The problem: All that is needed is each line of the entries holding the word "MethodInfo", copied as it stands.

Exercise data:
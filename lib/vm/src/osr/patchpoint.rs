use bitflags::bitflags;
use std::sync::atomic::{AtomicI32, AtomicU32, AtomicU64, Ordering};

bitflags! {
    /// State bits of a patchpoint.
    pub struct PatchpointFlags: u32 {
        /// A thread has claimed the compilation of the OSR variant.
        const TRIGGERED = 0x1;
        /// The OSR variant cannot be built. Never cleared.
        const INVALID = 0x2;
    }
}

/// Runtime state of one patchpoint, shared by every thread that hits it.
///
/// `osr_code` goes from zero to the entry point of the OSR variant exactly
/// once; a thread that reads a non-zero entry point also sees the code it
/// points to.
#[derive(Debug)]
pub struct PatchpointRecord {
    id: u32,
    hit_count: AtomicI32,
    flags: AtomicU32,
    osr_code: AtomicU64,
}

impl PatchpointRecord {
    pub(crate) fn new(id: u32) -> Self {
        Self {
            id,
            hit_count: AtomicI32::new(0),
            flags: AtomicU32::new(0),
            osr_code: AtomicU64::new(0),
        }
    }

    /// Sequential id, in order of first hit.
    pub fn id(&self) -> u32 {
        self.id
    }

    /// Number of counted hits so far.
    pub fn hit_count(&self) -> i32 {
        self.hit_count.load(Ordering::Relaxed)
    }

    /// Counts a hit, returning the new count.
    pub fn record_hit(&self) -> i32 {
        self.hit_count.fetch_add(1, Ordering::Relaxed).wrapping_add(1)
    }

    /// Current state bits.
    pub fn flags(&self) -> PatchpointFlags {
        PatchpointFlags::from_bits_truncate(self.flags.load(Ordering::Acquire))
    }

    /// Whether the OSR variant was found impossible to build.
    pub fn is_invalid(&self) -> bool {
        self.flags().contains(PatchpointFlags::INVALID)
    }

    /// Whether a thread has claimed the compilation.
    pub fn is_triggered(&self) -> bool {
        self.flags().contains(PatchpointFlags::TRIGGERED)
    }

    /// Claims the compilation. Exactly one caller ever wins.
    pub fn try_trigger(&self) -> bool {
        let old = self.flags.load(Ordering::Acquire);
        if old & PatchpointFlags::TRIGGERED.bits() != 0 {
            return false;
        }
        self.flags
            .compare_exchange(
                old,
                old | PatchpointFlags::TRIGGERED.bits(),
                Ordering::AcqRel,
                Ordering::Acquire,
            )
            .is_ok()
    }

    /// Marks the patchpoint invalid for good.
    pub fn mark_invalid(&self) {
        self.flags
            .fetch_or(PatchpointFlags::INVALID.bits(), Ordering::AcqRel);
    }

    /// Entry point of the OSR variant, once published.
    pub fn osr_code(&self) -> Option<u64> {
        match self.osr_code.load(Ordering::Acquire) {
            0 => None,
            code => Some(code),
        }
    }

    /// Publishes the entry point of the OSR variant.
    pub(crate) fn publish_osr_code(&self, code: u64) {
        debug_assert_ne!(code, 0);
        debug_assert_eq!(self.osr_code(), None, "OSR code published twice");
        self.osr_code.store(code, Ordering::Release);
    }
}
//! Exception trackers of a thread, as seen by the stack walker.
//!
//! The exception dispatcher keeps one tracker per exception in flight
//! (nested exceptions push further trackers). The walker only reads them:
//! to learn which frames the second pass has already unwound, which frame
//! will catch, and to find the fault context of an exception that did not
//! push an explicit frame.

use stackcrawl_types::{RegisterContext, StackFrame};

/// The dispatch pass an exception is in.
#[derive(Copy, Clone, Debug, PartialEq, Eq, Hash)]
pub enum ExceptionPass {
    /// Searching for a handler; nothing has been unwound.
    First,
    /// Unwinding towards the handler.
    Second,
}

/// A stack range `(lower, upper]` of caller stack pointers.
#[derive(Copy, Clone, Debug, PartialEq, Eq, Hash)]
pub struct StackRange {
    /// Exclusive lower bound.
    pub lower: u64,
    /// Inclusive upper bound.
    pub upper: u64,
}

impl StackRange {
    /// The range `(lower, upper]`.
    pub fn new(lower: u64, upper: u64) -> Self {
        Self { lower, upper }
    }

    /// Whether a frame identified by `sp` falls in the range.
    pub fn contains(&self, sp: u64) -> bool {
        self.lower < sp && sp <= self.upper
    }
}

/// One exception in flight.
#[derive(Clone, Debug, PartialEq, Eq)]
pub struct ExceptionTracker {
    /// Address of the tracker record on the stack.
    pub address: u64,
    /// Current dispatch pass.
    pub pass: ExceptionPass,
    /// Frames the second pass has unwound so far, by caller stack pointer.
    pub unwound: Option<StackRange>,
    /// Caller stack pointer of the frame whose clause catches the exception.
    pub caller_of_actual_handler_frame: StackFrame,
    /// Where the catching frame resumes once its catch funclet returns, zero
    /// until known.
    pub resume_ip: u64,
    /// Registers at the fault, when the exception pushed no explicit frame.
    pub context: Option<RegisterContext>,
}

impl ExceptionTracker {
    /// A first-pass tracker at `address`.
    pub fn new(address: u64) -> Self {
        Self {
            address,
            pass: ExceptionPass::First,
            unwound: None,
            caller_of_actual_handler_frame: StackFrame::NULL,
            resume_ip: 0,
            context: None,
        }
    }

    /// Whether the second pass has unwound the frame identified by `sp`.
    pub fn has_unwound(&self, sp: u64) -> bool {
        self.pass == ExceptionPass::Second && self.unwound.is_some_and(|range| range.contains(sp))
    }
}

/// The exception trackers of a thread, innermost first.
#[derive(Clone, Debug, Default, PartialEq, Eq)]
pub struct ExceptionTrackers {
    trackers: Vec<ExceptionTracker>,
}

impl ExceptionTrackers {
    /// No exception in flight.
    pub fn new() -> Self {
        Self::default()
    }

    /// Starts tracking a new, innermost exception.
    pub fn push(&mut self, tracker: ExceptionTracker) {
        self.trackers.insert(0, tracker);
    }

    /// Stops tracking the innermost exception.
    pub fn pop(&mut self) -> Option<ExceptionTracker> {
        (!self.trackers.is_empty()).then(|| self.trackers.remove(0))
    }

    /// The innermost exception.
    pub fn current(&self) -> Option<&ExceptionTracker> {
        self.trackers.first()
    }

    /// The innermost exception, mutably.
    pub fn current_mut(&mut self) -> Option<&mut ExceptionTracker> {
        self.trackers.first_mut()
    }

    /// Tracker at `index`, counting from the innermost.
    pub fn get(&self, index: usize) -> Option<&ExceptionTracker> {
        self.trackers.get(index)
    }

    /// All trackers, innermost first.
    pub fn iter(&self) -> impl Iterator<Item = &ExceptionTracker> + '_ {
        self.trackers.iter()
    }

    /// Whether any exception in flight has unwound the frame identified by `sp`.
    pub fn has_frame_been_unwound_by_any(&self, sp: u64) -> bool {
        self.trackers.iter().any(|tracker| tracker.has_unwound(sp))
    }

    /// Whether the innermost exception has unwound the frame identified by `sp`.
    pub fn is_in_region_unwound_by_current(&self, sp: u64) -> bool {
        self.current().is_some_and(|tracker| tracker.has_unwound(sp))
    }
}

/// Cursor over the fault contexts of the exception trackers.
///
/// A fault context stands in for an explicit frame that was never pushed;
/// the walker consumes these contexts in stack order as it passes them.
#[derive(Copy, Clone, Debug, Default)]
pub(crate) struct ExInfoWalker {
    index: usize,
}

impl ExInfoWalker {
    pub(crate) fn context(&self, trackers: &ExceptionTrackers) -> Option<RegisterContext> {
        trackers.get(self.index).and_then(|tracker| tracker.context)
    }

    pub(crate) fn walk_one(&mut self) {
        self.index += 1;
    }

    /// Skips trackers whose context is more recent than `sp` or absent.
    pub(crate) fn walk_to_position(&mut self, trackers: &ExceptionTrackers, sp: u64) {
        while let Some(tracker) = trackers.get(self.index) {
            match tracker.context {
                Some(ctx) if ctx.sp() >= sp => break,
                _ => self.walk_one(),
            }
        }
    }

    /// Skips trackers without a context in managed code.
    pub(crate) fn walk_to_managed(
        &mut self,
        trackers: &ExceptionTrackers,
        is_managed: impl Fn(u64) -> bool,
    ) {
        while let Some(tracker) = trackers.get(self.index) {
            match tracker.context {
                Some(ctx) if is_managed(ctx.ip) => break,
                _ => self.walk_one(),
            }
        }
    }
}
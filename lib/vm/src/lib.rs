//! Runtime engine of stackcrawl: stack walking and on-stack replacement.
//!
//! The stack walker enumerates the frames of a managed thread from the leaf
//! towards the root, merging JIT-compiled frames (unwound from the metadata
//! registered in a [`CodeRegistry`]) with the explicit frames the runtime
//! pushes at transitions. Walks are configured through [`WalkFlags`] and
//! driven either by [`StackWalk`] with a callback or by pulling a
//! [`StackFrameIterator`]. [`enum_gc_refs`] reports the live references of
//! a visited frame.
//!
//! The [`osr`] module moves hot loops of unoptimized methods onto optimized
//! variants while they run.

#![deny(missing_docs, unused_extern_crates)]
#![warn(unused_import_braces)]
#![cfg_attr(
    feature = "cargo-clippy",
    allow(clippy::new_without_default, clippy::vtable_address_comparisons)
)]
#![cfg_attr(
    feature = "cargo-clippy",
    warn(
        clippy::mut_mut,
        clippy::nonminimal_bool,
        clippy::map_unwrap_or,
        clippy::print_stdout,
        clippy::use_self
    )
)]

mod code_registry;
mod crawl;
mod exinfo;
mod fatal;
mod flags;
mod frames;
mod gcroots;
mod gscookie;
mod iterator;
mod memory;
mod thread;
mod unwinder;
mod walk;

pub mod osr;

pub use crate::code_registry::{
    CodeManager, CodeRegion, CodeRegistration, CodeRegistry, CompiledFunclet, CompiledMethod,
    RegistrationError,
};
pub use crate::crawl::{CrawlFrame, FrameState};
pub use crate::exinfo::{ExceptionPass, ExceptionTracker, ExceptionTrackers, StackRange};
pub use crate::fatal::{FatalError, fail_fast};
pub use crate::flags::WalkFlags;
pub use crate::frames::{
    CleanupAction, ExplicitFrame, FrameAttributes, FrameChain, FrameId, FrameKind,
};
pub use crate::gcroots::{GcRoot, RootLocation, enum_gc_refs};
pub use crate::gscookie::process_gs_cookie;
pub use crate::iterator::{SKIPPED_FRAME_ORDERING, SkippedFrameOrdering, StackFrameIterator};
pub use crate::memory::{LiveStack, StackBounds, StackMemory, SyntheticStack};
pub use crate::thread::{GcMode, ManagedThread, is_stack_walker_thread};
pub use crate::unwinder::{
    FramePointerUnwinder, NativeUnwinder, caller_sp_of, compute_caller_context,
    ensure_caller_context_valid, unwind_stack_frame, virtual_unwind_to_first_managed_call_frame,
};
pub use crate::walk::{StackWalk, WalkOutcome};

pub use stackcrawl_types::{
    CodeRange, FuncletKind, MethodFlags, MethodHandle, MethodInfo, OsrError, RegisterContext,
    StackFrame, UnwindError, WalkError,
};

/// Version number of this crate.
pub const VERSION: &str = env!("CARGO_PKG_VERSION");
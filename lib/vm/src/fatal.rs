//! Process termination for unrecoverable runtime states.
//!
//! Stack corruption and unsatisfiable OSR requests are never reported as
//! errors: there is no state left that could be trusted to handle them.

use stackcrawl_types::{MethodHandle, OsrError};
use thiserror::Error;

/// A condition that terminates the process.
#[derive(Error, Debug, Clone, PartialEq, Eq)]
pub enum FatalError {
    /// A stack guard cookie does not hold the process cookie.
    #[error("stack guard cookie at {address:#x} is corrupted (found {found:#x})")]
    GsCookieMismatch {
        /// Address of the cookie.
        address: u64,
        /// Value found there.
        found: u64,
    },
    /// The explicit frame chain is out of stack order.
    #[error("explicit frame at {frame:#x} is out of order with stack pointer {sp:#x}")]
    FrameChainCorrupted {
        /// Address of the offending frame.
        frame: u64,
        /// Stack pointer it was compared against.
        sp: u64,
    },
    /// Unwinding produced a stack pointer outside the thread's stack.
    #[error("unwound stack pointer {sp:#x} left the thread's stack [{limit:#x}, {base:#x})")]
    StackOutOfBounds {
        /// The offending stack pointer.
        sp: u64,
        /// Lowest address of the stack.
        limit: u64,
        /// One past the highest address of the stack.
        base: u64,
    },
    /// A required patchpoint can never be satisfied.
    #[error("required patchpoint {method} at IL offset {il_offset:#x} cannot transition: {reason}")]
    RequiredPatchpointFailed {
        /// Method owning the patchpoint.
        method: MethodHandle,
        /// IL offset of the patchpoint.
        il_offset: u32,
        /// Why the transition is impossible.
        reason: OsrError,
    },
    /// A required patchpoint waited too long for another thread's compilation.
    #[error("required patchpoint {method} at IL offset {il_offset:#x} timed out after {backoffs} backoffs")]
    RequiredPatchpointTimeout {
        /// Method owning the patchpoint.
        method: MethodHandle,
        /// IL offset of the patchpoint.
        il_offset: u32,
        /// Backoffs performed before giving up.
        backoffs: u32,
    },
    /// Leaving a frame for its OSR variant failed after code was obtained.
    #[error("OSR transition failed: {0}")]
    OsrTransitionFailed(OsrError),
    /// An internal assumption did not hold.
    #[error("unreachable runtime state: {0}")]
    Unreachable(&'static str),
}

/// Logs `error` and aborts the process.
#[cold]
pub fn fail_fast(error: FatalError) -> ! {
    tracing::error!(%error, "fatal runtime error, terminating the process");
    std::process::abort()
}
use super::config::OsrConfig;
use super::manager::LoaderAllocator;
use super::policy::{PatchpointSite, PolicyDecision, optimizing_policy, required_policy};
use super::transition::{ContextRestorer, TransitionPlan, prepare_transition, transition};
use crate::code_registry::{CodeManager, CodeRegion};
use crate::fatal::{FatalError, fail_fast};
use crate::memory::StackMemory;
use crate::unwinder::NativeUnwinder;
use once_cell::sync::OnceCell;
use stackcrawl_types::{
    MethodFlags, MethodHandle, OsrError, PatchpointDescriptor, RegisterContext, UnwindError,
};
use std::fmt;
use tracing::{debug, info};

static OSR_RUNTIME: OnceCell<OsrRuntime> = OnceCell::new();

/// Compiles OSR variants. Implemented by the JIT.
pub trait OsrCompiler: Send + Sync {
    /// Compiles the variant of `method` that resumes at `patchpoint`,
    /// returning its entry point.
    fn compile_osr_method(
        &self,
        method: MethodHandle,
        region: &CodeRegion,
        patchpoint: &PatchpointDescriptor,
    ) -> Result<u64, OsrError>;
}

/// The machine and runtime state a patchpoint helper runs in.
pub struct PatchpointEnv<'a> {
    /// Resolves code addresses.
    pub code: &'a dyn CodeManager,
    /// The stack of the current thread.
    pub memory: &'a dyn StackMemory,
    /// Unwinds the helper's own frames.
    pub native: &'a dyn NativeUnwinder,
    /// Owner of the method's patchpoint records.
    pub loader: &'a LoaderAllocator,
    /// Registers at entry to the helper.
    pub context: RegisterContext,
}

/// The arguments of a patchpoint helper call.
#[derive(Debug)]
pub struct PatchpointCall<'c> {
    /// Return address of the call; identifies the patchpoint's code location.
    pub return_address: u64,
    /// The method's patchpoint counter, `None` for a required patchpoint.
    pub counter: Option<&'c mut i32>,
    /// IL offset the OSR variant resumes at.
    pub il_offset: u32,
}

/// The process-wide OSR engine.
pub struct OsrRuntime {
    config: OsrConfig,
    compiler: Box<dyn OsrCompiler>,
    restorer: Box<dyn ContextRestorer>,
}

impl fmt::Debug for OsrRuntime {
    fn fmt(&self, f: &mut fmt::Formatter<'_>) -> fmt::Result {
        f.debug_struct("OsrRuntime")
            .field("config", &self.config)
            .finish_non_exhaustive()
    }
}

impl OsrRuntime {
    /// An engine that compiles through `compiler` and enters OSR variants
    /// through `restorer`.
    pub fn new(
        config: OsrConfig,
        compiler: Box<dyn OsrCompiler>,
        restorer: Box<dyn ContextRestorer>,
    ) -> Self {
        Self {
            config,
            compiler,
            restorer,
        }
    }

    /// Publishes the engine for [`jit_patchpoint`]. Only the first call succeeds.
    pub fn install(self) -> Result<&'static Self, OsrError> {
        let mut installed = false;
        let runtime = OSR_RUNTIME.get_or_init(|| {
            installed = true;
            self
        });
        if !installed {
            return Err(OsrError::AlreadyInstalled);
        }
        info!(config = ?runtime.config, "installed OSR runtime");
        Ok(runtime)
    }

    /// The installed engine.
    pub fn get() -> Option<&'static Self> {
        OSR_RUNTIME.get()
    }

    /// The engine's configuration.
    pub fn config(&self) -> &OsrConfig {
        &self.config
    }

    /// Decides whether the patchpoint hit described by `call` transitions,
    /// returning the entry context of the OSR variant when it does.
    ///
    /// Blocks while another thread compiles a required patchpoint, and
    /// terminates the process when a required patchpoint cannot be compiled.
    pub fn resolve_patchpoint(
        &self,
        env: &PatchpointEnv<'_>,
        call: PatchpointCall<'_>,
    ) -> Result<Option<TransitionPlan>, OsrError> {
        let region = env
            .code
            .lookup(call.return_address)
            .ok_or(OsrError::NotManagedCode {
                pc: call.return_address,
            })?;
        if !region.flags().contains(MethodFlags::HAS_PATCHPOINTS) {
            return Err(OsrError::NotInstrumented {
                method: region.method(),
            });
        }
        let site = PatchpointSite {
            method: region.method(),
            il_offset: call.il_offset,
            ip: call.return_address,
        };
        let record = env
            .loader
            .osr_manager()
            .patchpoint(region.method_start(), call.il_offset);
        let compile = || self.compile(&region, call.il_offset);

        let decision = match call.counter {
            Some(counter) => optimizing_policy(&self.config, &site, &record, counter, compile),
            None => required_policy(&self.config, &site, &record, compile),
        };
        let PolicyDecision::Transition { code, is_new } = decision else {
            return Ok(None);
        };

        let plan = prepare_transition(
            env.code,
            env.native,
            env.memory,
            env.context,
            call.return_address,
            code,
        )?;
        if is_new {
            info!(id = record.id(), ip = site.ip, entry = code, "OSR transition");
        } else {
            debug!(id = record.id(), ip = site.ip, entry = code, "OSR transition");
        }
        Ok(Some(plan))
    }

    /// Handles a patchpoint hit: returns to keep running the original code,
    /// or does not return at all because execution moved to the OSR variant.
    pub fn on_patchpoint(&self, env: &PatchpointEnv<'_>, call: PatchpointCall<'_>) {
        match self.resolve_patchpoint(env, call) {
            Ok(None) => {}
            Ok(Some(plan)) => transition(&plan, self.restorer.as_ref()),
            Err(error) => fail_fast(FatalError::OsrTransitionFailed(error)),
        }
    }

    fn compile(&self, region: &CodeRegion, il_offset: u32) -> Result<u64, OsrError> {
        let method = region.method();
        let info = region.method_info().map_err(UnwindError::from)?;
        let Some(descriptor) = info.patchpoints.find(il_offset) else {
            return Err(OsrError::CompilationFailed { method, il_offset });
        };
        self.compiler.compile_osr_method(method, region, descriptor)
    }
}

/// Entry point of the patchpoint helper the JIT calls from instrumented code.
///
/// Returns when the original code must keep running; otherwise execution
/// continues in the OSR variant and this call never returns.
pub fn jit_patchpoint(env: &PatchpointEnv<'_>, call: PatchpointCall<'_>) {
    match OsrRuntime::get() {
        Some(runtime) => runtime.on_patchpoint(env, call),
        None => fail_fast(FatalError::Unreachable(
            "patchpoint hit before the OSR runtime was installed",
        )),
    }
}
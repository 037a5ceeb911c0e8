//! Single-frame unwinding.
//!
//! Managed frames are unwound from the method info the JIT emitted for
//! their code region. Native frames (runtime helpers, stubs) have no such
//! metadata and are unwound through a [`NativeUnwinder`], by default by
//! following the frame-pointer chain.

use crate::code_registry::{CodeManager, CodeRegion};
use crate::memory::StackMemory;
use stackcrawl_types::{GPR, MethodInfo, RegisterContext, RegisterSet, UnwindError, WORD_SIZE};

/// Unwinds frames of code the runtime has no metadata for.
pub trait NativeUnwinder: Sync {
    /// Replaces `ctx` with the context of its caller.
    fn unwind_native_frame(
        &self,
        ctx: &mut RegisterContext,
        memory: &dyn StackMemory,
    ) -> Result<(), UnwindError>;
}

/// Unwinds native frames by following saved frame pointers.
///
/// Every native frame is expected to start with `push rbp; mov rbp, rsp`,
/// so the caller's frame pointer sits at `[rbp]` and the return address at
/// `[rbp + 8]`.
#[derive(Copy, Clone, Debug, Default)]
pub struct FramePointerUnwinder;

impl NativeUnwinder for FramePointerUnwinder {
    fn unwind_native_frame(
        &self,
        ctx: &mut RegisterContext,
        memory: &dyn StackMemory,
    ) -> Result<(), UnwindError> {
        let fp = ctx.fp();
        if fp == 0 || fp < ctx.sp() {
            return Err(UnwindError::NativeFrame { pc: ctx.ip });
        }
        let return_address = memory.load(fp.wrapping_add(WORD_SIZE))?;
        let caller_fp = memory.load(fp)?;
        let caller_sp = fp.wrapping_add(2 * WORD_SIZE);
        if caller_sp <= ctx.sp() {
            return Err(UnwindError::NoProgress {
                old_sp: ctx.sp(),
                new_sp: caller_sp,
            });
        }
        ctx.ip = return_address;
        ctx.set_sp(caller_sp);
        ctx.set_fp(caller_fp);
        ctx.exception_active = false;
        if ctx.ssp != 0 {
            ctx.ssp += WORD_SIZE;
        }
        Ok(())
    }
}

/// Computes the caller of a managed frame from its method info.
///
/// A light unwind restores only the control registers (IP, SP and the
/// frame pointer); other callee-saved registers keep their current values.
pub fn compute_caller_context(
    ctx: &RegisterContext,
    info: &MethodInfo,
    memory: &dyn StackMemory,
    light: bool,
) -> Result<RegisterContext, UnwindError> {
    let unwind = &info.unwind;
    let cfa = unwind.caller_sp(ctx.sp(), ctx.fp());
    if cfa <= ctx.sp() {
        return Err(UnwindError::NoProgress {
            old_sp: ctx.sp(),
            new_sp: cfa,
        });
    }

    let mut caller = *ctx;
    caller.exception_active = false;
    caller.ip = memory.load(cfa - WORD_SIZE)?;
    if unwind.frame_pointer {
        caller.set_fp(memory.load(cfa - 2 * WORD_SIZE)?);
    }
    for saved in &unwind.saved_registers {
        if light && saved.reg != GPR::RBP {
            continue;
        }
        let slot = cfa.wrapping_add_signed(i64::from(saved.offset));
        caller.set(saved.reg, memory.load(slot)?);
    }
    caller.set_sp(cfa);
    if ctx.ssp != 0 {
        caller.ssp = ctx.ssp + WORD_SIZE;
    }
    Ok(caller)
}

/// Makes sure `regs.caller` describes the caller of the current managed
/// frame and returns the caller's stack pointer.
pub fn ensure_caller_context_valid(
    regs: &mut RegisterSet,
    region: &CodeRegion,
    memory: &dyn StackMemory,
    light: bool,
) -> Result<u64, UnwindError> {
    if !regs.caller_valid {
        let info = region.method_info()?;
        let caller = compute_caller_context(&regs.current, info, memory, light)?;
        regs.set_caller(caller);
    }
    Ok(regs.caller.sp())
}

/// Unwinds the current managed frame, reusing a cached caller when there is one.
pub fn unwind_stack_frame(
    regs: &mut RegisterSet,
    region: &CodeRegion,
    memory: &dyn StackMemory,
    light: bool,
) -> Result<(), UnwindError> {
    if regs.advance_to_caller() {
        return Ok(());
    }
    let info = region.method_info()?;
    let caller = compute_caller_context(&regs.current, info, memory, light)?;
    regs.set_current(caller);
    Ok(())
}

/// The caller stack pointer of a managed frame, computed without reading memory.
pub fn caller_sp_of(ctx: &RegisterContext, region: &CodeRegion) -> Result<u64, UnwindError> {
    Ok(region.method_info()?.unwind.caller_sp(ctx.sp(), ctx.fp()))
}

/// Unwinds native frames until `ctx` is positioned in managed code.
pub fn virtual_unwind_to_first_managed_call_frame(
    ctx: &mut RegisterContext,
    code: &dyn CodeManager,
    native: &dyn NativeUnwinder,
    memory: &dyn StackMemory,
) -> Result<(), UnwindError> {
    while !code.is_managed_code(ctx.ip) {
        native.unwind_native_frame(ctx, memory)?;
    }
    Ok(())
}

Exercise result:
    CodeRange, FuncletKind, MethodFlags, MethodHandle, MethodInfo, OsrError, RegisterContext,
use stackcrawl_types::{GPR, MethodInfo, RegisterContext, RegisterSet, UnwindError, WORD_SIZE};
    info: &MethodInfo,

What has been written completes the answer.